Stored items:
::::
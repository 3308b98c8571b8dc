// Copyright 2025 - present Mallard Project Developers
//
// Licensed under the Apache License, Version 2.0 (the "License");
// you may not use this file except in compliance with the License.
// You may obtain a copy of the License at
//
//     http://www.apache.org/licenses/LICENSE-2.0
//
// Unless required by applicable law or agreed to in writing, software
// distributed under the License is distributed on an "AS IS" BASIS,
// WITHOUT WARRANTIES OR CONDITIONS OF ANY KIND, either express or implied.
// See the License for the specific language governing permissions and
// limitations under the License.

//! Thin facade around the embedded analytic engine. A process holds a single
//! [`Engine`]; every client session draws a dedicated [`EngineConnection`]
//! from it so that `ATTACH` and `USE` establish per-session database context
//! without cross-talk. Queries are materialized into [`QueryOutcome`]s whose
//! values are already rendered for the text protocol.

mod outcome;
mod types;
mod value;

pub use outcome::{Column, DataChunk, QueryOutcome, StatementKind};
pub use types::SqlType;

use duckdb::types::Value;
use std::fmt::{self, Display, Formatter};

/// Rows per materialized chunk, matching the engine's vector size
const CHUNK_CAPACITY: usize = 2048;

/// Error reported by the embedded engine
#[derive(Debug, PartialEq, Clone)]
pub struct EngineError(String);

impl Display for EngineError {
    fn fmt(&self, f: &mut Formatter<'_>) -> fmt::Result {
        write!(f, "{}", self.0)
    }
}

impl From<duckdb::Error> for EngineError {
    fn from(error: duckdb::Error) -> EngineError {
        EngineError(error.to_string())
    }
}

/// Process-wide handle to the embedded database. Created before the acceptor
/// starts and dropped after the last session is gone.
pub struct Engine {
    connection: duckdb::Connection,
}

impl Engine {
    /// Opens an in-memory database. Session databases are attached on disk
    /// later, one per `database` startup parameter.
    pub fn in_memory() -> Result<Engine, EngineError> {
        Ok(Engine {
            connection: duckdb::Connection::open_in_memory()?,
        })
    }

    /// Draws a dedicated connection for a session
    pub fn connection(&self) -> Result<EngineConnection, EngineError> {
        Ok(EngineConnection {
            connection: self.connection.try_clone()?,
        })
    }
}

/// A session's own connection into the shared database. All calls block and
/// must be confined to the worker pool.
pub struct EngineConnection {
    connection: duckdb::Connection,
}

impl EngineConnection {
    /// Attaches `<data_dir>/<name>.db` and makes it the session's current
    /// database
    pub fn attach_database(&self, data_dir: &str, name: &str) -> Result<(), EngineError> {
        self.connection
            .execute_batch(&format!("ATTACH '{}/{}.db';", data_dir, name))?;
        self.connection.execute_batch(&format!("USE {};", name))?;
        Ok(())
    }

    /// Runs a single statement and materializes its full result
    pub fn run(&self, sql: &str) -> Result<QueryOutcome, EngineError> {
        let kind = StatementKind::classify(sql);
        let mut statement = self.connection.prepare(sql)?;
        let mut rows = statement.query([])?;

        let columns: Vec<Column> = match rows.as_ref() {
            Some(executed) => {
                let names = executed.column_names();
                names
                    .into_iter()
                    .enumerate()
                    .map(|(index, name)| {
                        Column::new(name, SqlType::of_column(&duckdb::types::Type::from(&executed.column_type(index))))
                    })
                    .collect()
            }
            None => Vec::new(),
        };

        let mut chunks = Vec::new();
        let mut current: Vec<Vec<Option<String>>> = Vec::new();
        let mut row_count = 0;
        while let Some(row) = rows.next()? {
            let mut fields = Vec::with_capacity(columns.len());
            for index in 0..columns.len() {
                let field: Value = row.get(index)?;
                fields.push(value::text_of(&field));
            }
            current.push(fields);
            row_count += 1;
            if current.len() == CHUNK_CAPACITY {
                chunks.push(DataChunk::new(std::mem::take(&mut current)));
            }
        }
        if !current.is_empty() {
            chunks.push(DataChunk::new(current));
        }

        log::trace!("materialized {} row(s) of {:?} statement", row_count, kind);
        Ok(QueryOutcome::new(kind, columns, chunks, row_count))
    }
}
// Copyright 2025 - present Mallard Project Developers
//
// Licensed under the Apache License, Version 2.0 (the "License");
// you may not use this file except in compliance with the License.
// You may obtain a copy of the License at
//
//     http://www.apache.org/licenses/LICENSE-2.0
//
// Unless required by applicable law or agreed to in writing, software
// distributed under the License is distributed on an "AS IS" BASIS,
// WITHOUT WARRANTIES OR CONDITIONS OF ANY KIND, either express or implied.
// See the License for the specific language governing permissions and
// limitations under the License.

use crate::SqlType;
use std::collections::VecDeque;

/// The engine's classification of an executed statement. The gateway derives
/// it from the leading keyword since it never parses SQL itself.
#[derive(Debug, PartialEq, Eq, Clone, Copy)]
pub enum StatementKind {
    Select,
    Insert,
    Update,
    Delete,
    Explain,
    Other,
}

impl StatementKind {
    pub fn classify(sql: &str) -> StatementKind {
        let keyword: String = sql
            .trim_start()
            .trim_start_matches('(')
            .chars()
            .take_while(|c| c.is_ascii_alphabetic())
            .collect();
        match keyword.to_ascii_uppercase().as_str() {
            // common table expressions and the engine's FROM-first syntax
            // both produce result sets
            "SELECT" | "WITH" | "FROM" => StatementKind::Select,
            "INSERT" => StatementKind::Insert,
            "UPDATE" => StatementKind::Update,
            "DELETE" => StatementKind::Delete,
            "EXPLAIN" => StatementKind::Explain,
            _ => StatementKind::Other,
        }
    }
}

/// Selected column of a materialized result
#[derive(Debug, PartialEq, Clone)]
pub struct Column {
    name: String,
    sql_type: SqlType,
}

impl Column {
    pub fn new(name: String, sql_type: SqlType) -> Column {
        Column { name, sql_type }
    }

    pub fn name(&self) -> &str {
        &self.name
    }

    pub fn sql_type(&self) -> SqlType {
        self.sql_type
    }
}

/// A batch of rows with values already rendered for the text protocol.
/// `None` is SQL NULL.
#[derive(Debug, PartialEq)]
pub struct DataChunk {
    rows: Vec<Vec<Option<String>>>,
}

impl DataChunk {
    pub(crate) fn new(rows: Vec<Vec<Option<String>>>) -> DataChunk {
        DataChunk { rows }
    }

    pub fn size(&self) -> usize {
        self.rows.len()
    }

    pub fn into_rows(self) -> Vec<Vec<Option<String>>> {
        self.rows
    }
}

/// Fully materialized result of a statement
#[derive(Debug, PartialEq)]
pub struct QueryOutcome {
    kind: StatementKind,
    columns: Vec<Column>,
    chunks: VecDeque<DataChunk>,
    row_count: usize,
}

impl QueryOutcome {
    pub(crate) fn new(
        kind: StatementKind,
        columns: Vec<Column>,
        chunks: Vec<DataChunk>,
        row_count: usize,
    ) -> QueryOutcome {
        QueryOutcome {
            kind,
            columns,
            chunks: chunks.into(),
            row_count,
        }
    }

    pub fn kind(&self) -> StatementKind {
        self.kind
    }

    pub fn columns(&self) -> &[Column] {
        &self.columns
    }

    pub fn column_count(&self) -> usize {
        self.columns.len()
    }

    /// Total number of materialized rows
    pub fn row_count(&self) -> usize {
        self.row_count
    }

    /// Pops the next batch of rows, front to back
    pub fn fetch(&mut self) -> Option<DataChunk> {
        self.chunks.pop_front()
    }
}
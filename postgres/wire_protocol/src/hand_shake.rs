// Copyright 2025 - present Mallard Project Developers
//
// Licensed under the Apache License, Version 2.0 (the "License");
// you may not use this file except in compliance with the License.
// You may obtain a copy of the License at
//
//     http://www.apache.org/licenses/LICENSE-2.0
//
// Unless required by applicable law or agreed to in writing, software
// distributed under the License is distributed on an "AS IS" BASIS,
// WITHOUT WARRANTIES OR CONDITIONS OF ANY KIND, either express or implied.
// See the License for the specific language governing permissions and
// limitations under the License.

use crate::{
    cursor::Cursor, ConnId, ConnSecretKey, Error, Result, CANCEL_REQUEST_CODE, SSL_REQUEST_CODE, VERSION_1_CODE,
    VERSION_2_CODE, VERSION_3_CODE,
};

/// Connection key-value params
pub type Props = Vec<(String, String)>;

/// What the hand-shake process needs from its driver to continue
#[derive(Debug, PartialEq)]
pub enum Request {
    /// Read exactly this many bytes from the socket
    Buffer(usize),
    /// The client sent an `SSLRequest`. The driver has to answer it (this
    /// gateway always declines with [`REJECT_SSL`](crate::REJECT_SSL)) and
    /// resume the process; the startup message that follows is framed from
    /// scratch, no bytes of it are consumed here.
    UpgradeToSsl,
}

/// Represents a status of the hand-shake process
#[derive(Debug, PartialEq)]
pub enum Status {
    /// Hand-shake process requesting additional data or action to proceed
    /// further
    Requesting(Request),
    /// Hand-shake is finished. Contains the protocol version word and the
    /// startup parameters sent by a client
    Done(i32, Props),
    /// Hand-shake resulted in a request to cancel a query that is running on
    /// another connection
    Cancel(ConnId, ConnSecretKey),
}

#[derive(Debug, PartialEq)]
enum State {
    MessageLen,
    SetupMessage,
}

/// Startup phase of a PostgreSQL connection. The process does no I/O itself:
/// it asks its driver for exact byte counts until the startup message (or a
/// cancel request) is complete. During this phase inbound messages carry no
/// type byte.
#[derive(Debug)]
pub struct Process {
    state: State,
}

impl Process {
    /// Creates a new process in its initial state
    pub fn start() -> Process {
        Process { state: State::MessageLen }
    }

    /// Proceed to the next stage of the hand-shake with the bytes requested
    /// by the previous stage
    pub fn next_stage(&mut self, payload: Option<&[u8]>) -> Result<Status> {
        match self.state {
            State::MessageLen => match payload {
                None => Ok(Status::Requesting(Request::Buffer(4))),
                Some(buf) => {
                    let len = Cursor::from(buf).read_i32()?;
                    if len < 8 {
                        return Err(Error::InvalidMessageLength);
                    }
                    self.state = State::SetupMessage;
                    Ok(Status::Requesting(Request::Buffer(len as usize - 4)))
                }
            },
            State::SetupMessage => {
                let buf = payload.ok_or(Error::InvalidMessageLength)?;
                let mut cursor = Cursor::from(buf);
                let code = cursor.read_i32()?;
                log::trace!("connection code {:#x}", code);
                match code {
                    VERSION_1_CODE | VERSION_2_CODE => Err(Error::UnsupportedVersion),
                    VERSION_3_CODE => {
                        let mut props = vec![];
                        loop {
                            if cursor.is_empty() {
                                break;
                            }
                            let key = cursor.read_cstr()?;
                            if key.is_empty() {
                                break;
                            }
                            let value = cursor.read_cstr()?;
                            props.push((key, value));
                        }
                        Ok(Status::Done(code, props))
                    }
                    CANCEL_REQUEST_CODE => {
                        let conn_id = cursor.read_i32()?;
                        let secret_key = cursor.read_i32()?;
                        Ok(Status::Cancel(conn_id, secret_key))
                    }
                    SSL_REQUEST_CODE => {
                        self.state = State::MessageLen;
                        Ok(Status::Requesting(Request::UpgradeToSsl))
                    }
                    _ => Err(Error::UnsupportedRequest),
                }
            }
        }
    }
}
// Copyright 2025 - present Mallard Project Developers
//
// Licensed under the Apache License, Version 2.0 (the "License");
// you may not use this file except in compliance with the License.
// You may obtain a copy of the License at
//
//     http://www.apache.org/licenses/LICENSE-2.0
//
// Unless required by applicable law or agreed to in writing, software
// distributed under the License is distributed on an "AS IS" BASIS,
// WITHOUT WARRANTIES OR CONDITIONS OF ANY KIND, either express or implied.
// See the License for the specific language governing permissions and
// limitations under the License.

//! Drives the gateway over a real TCP socket the way a PostgreSQL client
//! frames its messages.

use node::NodeConfig;
use std::{
    io::{Read, Write},
    net::TcpStream,
    thread,
    time::Duration,
};

const PORT: u16 = 56432;

fn startup_message(params: &[(&str, &str)]) -> Vec<u8> {
    let mut payload = vec![];
    payload.extend_from_slice(&0x0003_0000i32.to_be_bytes());
    for (key, value) in params {
        payload.extend_from_slice(key.as_bytes());
        payload.push(0);
        payload.extend_from_slice(value.as_bytes());
        payload.push(0);
    }
    payload.push(0);
    let mut message = vec![];
    message.extend_from_slice(&(payload.len() as i32 + 4).to_be_bytes());
    message.extend_from_slice(&payload);
    message
}

fn query_message(sql: &str) -> Vec<u8> {
    let mut message = vec![b'Q'];
    message.extend_from_slice(&(sql.len() as i32 + 4 + 1).to_be_bytes());
    message.extend_from_slice(sql.as_bytes());
    message.push(0);
    message
}

fn read_message(stream: &mut TcpStream) -> (u8, Vec<u8>) {
    let mut tag = [0u8; 1];
    stream.read_exact(&mut tag).expect("message tag");
    let mut len = [0u8; 4];
    stream.read_exact(&mut len).expect("message length");
    let len = i32::from_be_bytes(len) as usize - 4;
    let mut payload = vec![0; len];
    stream.read_exact(&mut payload).expect("message payload");
    (tag[0], payload)
}

fn command_tag(payload: &[u8]) -> String {
    String::from_utf8(payload[..payload.len() - 1].to_vec()).expect("command tag is utf-8")
}

fn connect() -> TcpStream {
    for _ in 0..100 {
        if let Ok(stream) = TcpStream::connect(("127.0.0.1", PORT)) {
            stream
                .set_read_timeout(Some(Duration::from_secs(30)))
                .expect("read timeout set");
            return stream;
        }
        thread::sleep(Duration::from_millis(50));
    }
    panic!("server did not start listening on port {}", PORT);
}

fn perform_hand_shake(stream: &mut TcpStream, database: &str) {
    stream
        .write_all(&startup_message(&[("user", "u"), ("database", database)]))
        .expect("startup message sent");

    let (tag, payload) = read_message(stream);
    assert_eq!((tag, payload), (b'R', vec![0, 0, 0, 0]), "authentication ok");

    let (tag, payload) = read_message(stream);
    assert_eq!(tag, b'S');
    assert_eq!(payload, b"client_encoding\0UTF8\0");

    let (tag, payload) = read_message(stream);
    assert_eq!(tag, b'S');
    assert_eq!(payload, b"DateStyle\0ISO\0");

    let (tag, payload) = read_message(stream);
    assert_eq!(tag, b'K');
    assert_eq!(payload.len(), 8, "connection id and secret key");

    let (tag, payload) = read_message(stream);
    assert_eq!((tag, payload), (b'Z', vec![b'I']), "ready for query");
}

#[test]
fn simple_query_session() {
    let data_dir = tempfile::tempdir().expect("temporary directory");
    let config = NodeConfig::new(PORT, data_dir.path().to_str().expect("utf-8 path"));
    thread::spawn(move || node::start(config).expect("server started"));

    let mut stream = connect();

    // the ssl probe is answered with a single 'N' and startup continues in
    // cleartext
    stream
        .write_all(&[0, 0, 0, 8, 0x04, 0xd2, 0x16, 0x2f])
        .expect("ssl request sent");
    let mut answer = [0u8; 1];
    stream.read_exact(&mut answer).expect("ssl answer");
    assert_eq!(answer, [b'N']);

    perform_hand_shake(&mut stream, "network_test");

    // trivial select
    stream.write_all(&query_message("SELECT 1;")).expect("query sent");
    let (tag, payload) = read_message(&mut stream);
    assert_eq!(tag, b'T');
    assert_eq!(payload[..2], [0, 1], "one field described");
    let (tag, payload) = read_message(&mut stream);
    assert_eq!(tag, b'D');
    assert_eq!(payload, vec![0, 1, 0, 0, 0, 1, b'1']);
    let (tag, payload) = read_message(&mut stream);
    assert_eq!(tag, b'C');
    assert_eq!(command_tag(&payload), "SELECT 1");
    let (tag, _) = read_message(&mut stream);
    assert_eq!(tag, b'Z');

    // responses to pipelined statements come back in request order
    stream
        .write_all(&query_message("CREATE TABLE t (x INTEGER);"))
        .expect("query sent");
    stream
        .write_all(&query_message("INSERT INTO t VALUES (1), (2), (3);"))
        .expect("query sent");
    let (tag, payload) = read_message(&mut stream);
    assert_eq!(tag, b'C');
    assert_eq!(command_tag(&payload), "COMMAND COMPLETE");
    let (tag, _) = read_message(&mut stream);
    assert_eq!(tag, b'Z');
    let (tag, payload) = read_message(&mut stream);
    assert_eq!(tag, b'C');
    assert_eq!(command_tag(&payload), "INSERT 0 3");
    let (tag, _) = read_message(&mut stream);
    assert_eq!(tag, b'Z');

    // NULL travels as the special length -1
    stream
        .write_all(&query_message("SELECT NULL::INTEGER;"))
        .expect("query sent");
    let (tag, _) = read_message(&mut stream);
    assert_eq!(tag, b'T');
    let (tag, payload) = read_message(&mut stream);
    assert_eq!(tag, b'D');
    assert_eq!(payload, vec![0, 1, 255, 255, 255, 255]);
    let (tag, payload) = read_message(&mut stream);
    assert_eq!(tag, b'C');
    assert_eq!(command_tag(&payload), "SELECT 1");
    let (tag, _) = read_message(&mut stream);
    assert_eq!(tag, b'Z');

    // an engine error is an error response and the session survives it
    stream
        .write_all(&query_message("SELECT * FROM does_not_exist;"))
        .expect("query sent");
    let (tag, _) = read_message(&mut stream);
    assert_eq!(tag, b'E');
    let (tag, _) = read_message(&mut stream);
    assert_eq!(tag, b'Z');
    stream.write_all(&query_message("SELECT 1;")).expect("query sent");
    let (tag, _) = read_message(&mut stream);
    assert_eq!(tag, b'T');
    let (tag, _) = read_message(&mut stream);
    assert_eq!(tag, b'D');
    let (tag, _) = read_message(&mut stream);
    assert_eq!(tag, b'C');
    let (tag, _) = read_message(&mut stream);
    assert_eq!(tag, b'Z');

    // terminate closes the socket with no further bytes
    stream.write_all(&[b'X', 0, 0, 0, 4]).expect("terminate sent");
    let mut rest = vec![];
    stream.read_to_end(&mut rest).expect("socket drained");
    assert_eq!(rest, Vec::<u8>::new());

    // a fresh connection is served by the same acceptor
    let mut second = connect();
    perform_hand_shake(&mut second, "second_test");
    second
        .write_all(&query_message(
            "SELECT reset_val FROM pg_settings WHERE name='polar_compatibility_mode';",
        ))
        .expect("query sent");
    let (tag, payload) = read_message(&mut second);
    assert_eq!(tag, b'T');
    assert!(payload.starts_with(&[0, 1]));
    let (tag, payload) = read_message(&mut second);
    assert_eq!(tag, b'D');
    assert_eq!(payload, vec![0, 1, 0, 0, 0, 2, b'p', b'g']);
    let (tag, payload) = read_message(&mut second);
    assert_eq!(tag, b'C');
    assert_eq!(command_tag(&payload), "SELECT");
    let (tag, _) = read_message(&mut second);
    assert_eq!(tag, b'Z');
}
::::
▸ ACTION ITEM:
Copy out each line of the data containing the string "usize".

▸ SOLUTION TO THIS PROBLEM:
const CHUNK_CAPACITY: usize = 2048;
    pub fn size(&self) -> usize {
    row_count: usize,
        row_count: usize,
    pub fn column_count(&self) -> usize {
    pub fn row_count(&self) -> usize {
    Buffer(usize),
                    Ok(Status::Requesting(Request::Buffer(len as usize - 4)))
    let len = i32::from_be_bytes(len) as usize - 4;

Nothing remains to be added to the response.